Jefferies readies loans for Icahn's Dell bid: sources

By Leela Parker and Michelle Sierra

(Reuters) - Jefferies & Co will provide $5.2 billion in term loans to back Carl Icahn's bid for computer manufacturer Dell Inc, sources told Thomson Reuters LPC.

The funding will be launched on Monday at a 4:00 p.m. lender call that the billionaire investor is expected to join, the sources said.

The $5.2 billion is split between a $2.2 billion six-year term loan B-1 and a $3 billion three-year term loan B-2. The six-year tranche will have standard 1 percent amortization, while the shorter-dated tranche amortizes at 10 percent, they said.

Icahn declined to comment on details of the term loans on Friday.

As previously reported, initial price guidance in May was in the LIB+350 area, subject to change due to market conditions.

Earlier this week, Icahn repeated his interest in owning Dell, saying in a telephone interview with Thomson Reuters LPC on Tuesday that he was moving forward with his plans to line up $5.2 billion in credit facilities. His comments echoed statements he made earlier that day in an open letter to Dell shareholders.

"Nothing has changed regarding the financing," Icahn said in the interview. "We expect to have $5.2 billion in the next couple of weeks. Our investment bank is already committing $1.6 billion and my affiliates and I would provide $2 billion, if necessary."

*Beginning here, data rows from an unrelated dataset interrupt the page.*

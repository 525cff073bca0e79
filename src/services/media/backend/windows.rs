//! Global System Media Transport Controls.

use std::{sync::Arc, time::Duration};

use async_trait::async_trait;
use chrono::{DateTime, Utc};
use tracing::{debug, info, instrument};
use windows::{
    ApplicationModel::AppInfo,
    Foundation::{DateTime as WinDateTime, TimeSpan, TypedEventHandler},
    Media::{
        Control::{
            GlobalSystemMediaTransportControlsSession as GsmtcSession,
            GlobalSystemMediaTransportControlsSessionManager as GsmtcManagerHandle,
            GlobalSystemMediaTransportControlsSessionPlaybackStatus as GsmtcStatus,
        },
        MediaPlaybackAutoRepeatMode,
    },
    Storage::Streams::{Buffer, DataReader, IRandomAccessStreamReference, InputStreamOptions},
    System::User,
    core::HSTRING,
};

use super::{
    ManagerEvent, ManagerHandler, MediaSession, RawThumbnail, SessionManager, SignalHandler,
    SubscriptionToken, Thumbnail, TrackProperties,
};
use crate::services::media::{
    AppId, ControlFlags, MediaError, PlaybackInfo, PlaybackStatus, RepeatMode, SessionCommand,
    SignalKind, TimelineAnchor,
};

/// 100ns ticks between 1601-01-01 and the Unix epoch
const UNIX_EPOCH_TICKS: i64 = 0x019D_B1DE_D53E_8000;
const TICKS_PER_MICROSECOND: i64 = 10;

fn ticks_to_duration(span: TimeSpan) -> Duration {
    Duration::from_micros(u64::try_from(span.Duration / TICKS_PER_MICROSECOND).unwrap_or(0))
}

fn duration_to_ticks(duration: Duration) -> i64 {
    i64::try_from(duration.as_micros())
        .unwrap_or(i64::MAX / TICKS_PER_MICROSECOND)
        .saturating_mul(TICKS_PER_MICROSECOND)
}

fn to_utc(time: WinDateTime) -> DateTime<Utc> {
    let micros = (time.UniversalTime - UNIX_EPOCH_TICKS) / TICKS_PER_MICROSECOND;
    DateTime::from_timestamp_micros(micros).unwrap_or(DateTime::<Utc>::UNIX_EPOCH)
}

fn to_status(status: GsmtcStatus) -> PlaybackStatus {
    match status {
        GsmtcStatus::Closed => PlaybackStatus::Closed,
        GsmtcStatus::Opened => PlaybackStatus::Opened,
        GsmtcStatus::Changing => PlaybackStatus::Changing,
        GsmtcStatus::Playing => PlaybackStatus::Playing,
        GsmtcStatus::Paused => PlaybackStatus::Paused,
        _ => PlaybackStatus::Stopped,
    }
}

fn to_repeat(mode: MediaPlaybackAutoRepeatMode) -> RepeatMode {
    match mode {
        MediaPlaybackAutoRepeatMode::Track => RepeatMode::Track,
        MediaPlaybackAutoRepeatMode::List => RepeatMode::List,
        _ => RepeatMode::None,
    }
}

fn from_repeat(mode: RepeatMode) -> MediaPlaybackAutoRepeatMode {
    match mode {
        RepeatMode::None => MediaPlaybackAutoRepeatMode::None,
        RepeatMode::Track => MediaPlaybackAutoRepeatMode::Track,
        RepeatMode::List => MediaPlaybackAutoRepeatMode::List,
    }
}

/// Session manager of the Windows shell.
pub(crate) struct GsmtcManager {
    manager: GsmtcManagerHandle,
}

impl GsmtcManager {
    /// Request the process-wide transport controls manager.
    ///
    /// # Errors
    /// Returns `MediaError::InitializationFailed` if the shell refuses
    #[instrument]
    pub(crate) async fn request() -> Result<Self, MediaError> {
        info!("Requesting media transport controls manager");

        let manager = GsmtcManagerHandle::RequestAsync()
            .map_err(|e| MediaError::InitializationFailed(format!("RequestAsync failed: {e}")))?
            .await
            .map_err(|e| MediaError::InitializationFailed(format!("RequestAsync failed: {e}")))?;

        Ok(Self { manager })
    }

    async fn display_name_for_user(aumid: &HSTRING) -> windows::core::Result<String> {
        let user = User::FindAllAsync()?.await?.GetAt(0)?;
        let name = AppInfo::GetFromAppUserModelIdForUser(&user, aumid)?
            .DisplayInfo()?
            .DisplayName()?;
        Ok(name.to_string())
    }

    fn display_name_global(aumid: &HSTRING) -> windows::core::Result<String> {
        let name = AppInfo::GetFromAppUserModelId(aumid)?
            .DisplayInfo()?
            .DisplayName()?;
        Ok(name.to_string())
    }
}

#[async_trait]
impl SessionManager for GsmtcManager {
    async fn sessions(&self) -> Result<Vec<Arc<dyn MediaSession>>, MediaError> {
        let sessions = self.manager.GetSessions()?;
        let mut result: Vec<Arc<dyn MediaSession>> = Vec::new();

        for session in sessions {
            match session.SourceAppUserModelId() {
                Ok(aumid) => result.push(Arc::new(GsmtcMediaSession {
                    app_id: AppId::from(aumid.to_string()),
                    session,
                })),
                Err(e) => debug!(error = %e, "Skipping session without app id"),
            }
        }

        Ok(result)
    }

    fn subscribe(&self, handler: ManagerHandler) -> Result<SubscriptionToken, MediaError> {
        let sessions_handler = Arc::clone(&handler);
        let sessions_token = self.manager.SessionsChanged(&TypedEventHandler::new(
            move |_, _| {
                sessions_handler(ManagerEvent::SessionsChanged);
                Ok(())
            },
        ))?;

        let current_token = match self.manager.CurrentSessionChanged(&TypedEventHandler::new(
            move |_, _| {
                handler(ManagerEvent::CurrentSessionChanged);
                Ok(())
            },
        )) {
            Ok(token) => token,
            Err(e) => {
                let _ = self.manager.RemoveSessionsChanged(sessions_token);
                return Err(e.into());
            }
        };

        let manager = self.manager.clone();
        Ok(SubscriptionToken::new(move || {
            let _ = manager.RemoveSessionsChanged(sessions_token);
            let _ = manager.RemoveCurrentSessionChanged(current_token);
        }))
    }

    async fn current_session(&self) -> Result<Option<AppId>, MediaError> {
        match self.manager.GetCurrentSession() {
            Ok(session) => Ok(Some(AppId::from(session.SourceAppUserModelId()?.to_string()))),
            Err(e) if e.code().is_ok() => Ok(None),
            Err(e) => Err(e.into()),
        }
    }

    async fn display_name(&self, app_id: &AppId) -> Option<String> {
        let aumid = HSTRING::from(app_id.as_str());

        match Self::display_name_for_user(&aumid).await {
            Ok(name) => return Some(name),
            Err(e) => debug!(%app_id, error = %e, "Per-user app lookup failed"),
        }

        match Self::display_name_global(&aumid) {
            Ok(name) => Some(name),
            Err(e) => {
                debug!(%app_id, error = %e, "Global app lookup failed");
                None
            }
        }
    }
}

struct GsmtcMediaSession {
    app_id: AppId,
    session: GsmtcSession,
}

#[async_trait]
impl MediaSession for GsmtcMediaSession {
    fn app_id(&self) -> AppId {
        self.app_id.clone()
    }

    fn playback_info(&self) -> Option<PlaybackInfo> {
        let info = self.session.GetPlaybackInfo().ok()?;
        let status = info.PlaybackStatus().map_or(PlaybackStatus::Stopped, to_status);

        let mut controls = ControlFlags::empty();
        if let Ok(c) = info.Controls() {
            controls.set(ControlFlags::PLAY, c.IsPlayEnabled().unwrap_or(false));
            controls.set(ControlFlags::PAUSE, c.IsPauseEnabled().unwrap_or(false));
            controls.set(ControlFlags::STOP, c.IsStopEnabled().unwrap_or(false));
            controls.set(ControlFlags::NEXT, c.IsNextEnabled().unwrap_or(false));
            controls.set(ControlFlags::PREVIOUS, c.IsPreviousEnabled().unwrap_or(false));
            controls.set(
                ControlFlags::SEEK,
                c.IsPlaybackPositionEnabled().unwrap_or(false),
            );
            controls.set(ControlFlags::SHUFFLE, c.IsShuffleEnabled().unwrap_or(false));
            controls.set(ControlFlags::REPEAT, c.IsRepeatEnabled().unwrap_or(false));
        }

        let shuffle = info
            .IsShuffleActive()
            .and_then(|value| value.Value())
            .ok();
        let repeat = info
            .AutoRepeatMode()
            .and_then(|value| value.Value())
            .ok()
            .map(to_repeat);

        Some(PlaybackInfo {
            status,
            controls,
            shuffle,
            repeat,
        })
    }

    fn timeline(&self) -> Option<TimelineAnchor> {
        let timeline = self.session.GetTimelineProperties().ok()?;

        Some(TimelineAnchor {
            start: timeline.StartTime().map_or(Duration::ZERO, ticks_to_duration),
            end: timeline.EndTime().map_or(Duration::ZERO, ticks_to_duration),
            position: timeline.Position().map_or(Duration::ZERO, ticks_to_duration),
            last_updated: timeline
                .LastUpdatedTime()
                .map_or(DateTime::<Utc>::UNIX_EPOCH, to_utc),
        })
    }

    async fn track_properties(&self) -> Result<TrackProperties, MediaError> {
        let properties = self.session.TryGetMediaPropertiesAsync()?.await?;

        let text = |value: windows::core::Result<HSTRING>| {
            value.map(|value| value.to_string()).unwrap_or_default()
        };

        let thumbnail = properties
            .Thumbnail()
            .ok()
            .map(|reference| Arc::new(GsmtcThumbnail { reference }) as Arc<dyn Thumbnail>);

        Ok(TrackProperties {
            title: text(properties.Title()),
            artist: text(properties.Artist()),
            artists: Vec::new(),
            album: text(properties.AlbumTitle()),
            album_artist: text(properties.AlbumArtist()),
            album_artists: Vec::new(),
            thumbnail,
        })
    }

    fn subscribe(
        &self,
        kind: SignalKind,
        handler: SignalHandler,
    ) -> Result<SubscriptionToken, MediaError> {
        let session = self.session.clone();

        let token = match kind {
            SignalKind::PlaybackInfo => {
                let token = self.session.PlaybackInfoChanged(&TypedEventHandler::new(
                    move |_, _| {
                        handler();
                        Ok(())
                    },
                ))?;
                SubscriptionToken::new(move || {
                    let _ = session.RemovePlaybackInfoChanged(token);
                })
            }
            SignalKind::MediaProperties => {
                let token = self.session.MediaPropertiesChanged(&TypedEventHandler::new(
                    move |_, _| {
                        handler();
                        Ok(())
                    },
                ))?;
                SubscriptionToken::new(move || {
                    let _ = session.RemoveMediaPropertiesChanged(token);
                })
            }
            SignalKind::TimelineProperties => {
                let token = self
                    .session
                    .TimelinePropertiesChanged(&TypedEventHandler::new(move |_, _| {
                        handler();
                        Ok(())
                    }))?;
                SubscriptionToken::new(move || {
                    let _ = session.RemoveTimelinePropertiesChanged(token);
                })
            }
        };

        Ok(token)
    }

    #[instrument(skip(self), fields(app_id = %self.app_id))]
    async fn send(&self, command: SessionCommand) -> Result<(), MediaError> {
        let accepted = match command {
            SessionCommand::Play => self.session.TryPlayAsync()?.await?,
            SessionCommand::Pause => self.session.TryPauseAsync()?.await?,
            SessionCommand::TogglePlayPause => self.session.TryTogglePlayPauseAsync()?.await?,
            SessionCommand::Stop => self.session.TryStopAsync()?.await?,
            SessionCommand::Next => self.session.TrySkipNextAsync()?.await?,
            SessionCommand::Previous => self.session.TrySkipPreviousAsync()?.await?,
            SessionCommand::SetShuffle(shuffle) => {
                self.session.TryChangeShuffleActiveAsync(shuffle)?.await?
            }
            SessionCommand::SetRepeat(mode) => {
                self.session
                    .TryChangeAutoRepeatModeAsync(from_repeat(mode))?
                    .await?
            }
            SessionCommand::ChangePosition(position) => {
                self.session
                    .TryChangePlaybackPositionAsync(duration_to_ticks(position))?
                    .await?
            }
        };

        if !accepted {
            return Err(MediaError::operation("send", format!("{command:?} rejected")));
        }

        Ok(())
    }
}

struct GsmtcThumbnail {
    reference: IRandomAccessStreamReference,
}

#[async_trait]
impl Thumbnail for GsmtcThumbnail {
    async fn open(&self) -> Result<RawThumbnail, MediaError> {
        let stream = self.reference.OpenReadAsync()?.await?;
        let content_type = stream
            .ContentType()
            .map(|value| value.to_string())
            .unwrap_or_default();

        let size = u32::try_from(stream.Size()?)
            .map_err(|e| MediaError::operation("OpenReadAsync", e))?;
        if size == 0 {
            return Err(MediaError::operation("OpenReadAsync", "empty thumbnail stream"));
        }

        let buffer = Buffer::Create(size)?;
        let filled = stream
            .ReadAsync(&buffer, buffer.Capacity()?, InputStreamOptions::None)?
            .await?;

        let reader = DataReader::FromBuffer(&filled)?;
        let mut bytes = vec![0u8; filled.Length()? as usize];
        reader.ReadBytes(&mut bytes)?;

        Ok(RawThumbnail {
            bytes,
            content_type,
        })
    }
}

Icahn's letter to Dell's shareholders came on the heels of a series of reports that Icahn could exit the Dell race after struggling to raise the $5.2 billion in debt he needed to back a leveraged recapitalization he proposed to Dell's board on May 9.

In May, Icahn and Southeastern Asset Management initiated talks with banks and asset managers to line up financing to back a leveraged recapitalization of Dell as an alternative to an existing buyout offer led by Dell and Silver Lake Partners for $13.65 a share, or $24.4 billion. Jefferies has already committed $1.6 billion.

FUNDING SEEN READY BEFORE JULY 18 VOTE

Icahn is expected to have the financing lined up for a July 18 shareholder vote on the Silver Lake bid.

Icahn is offering a new path for shareholders. Under the May 9 leveraged recapitalization plan, Icahn proposed giving shareholders the option of receiving either a distribution of $12 per share in cash or $12 per share in stock valued at $1.65 per share. Now, Icahn is asking that Dell shareholders agree to a tender offer for 1.1 billion shares at $14 apiece in a stock buyback.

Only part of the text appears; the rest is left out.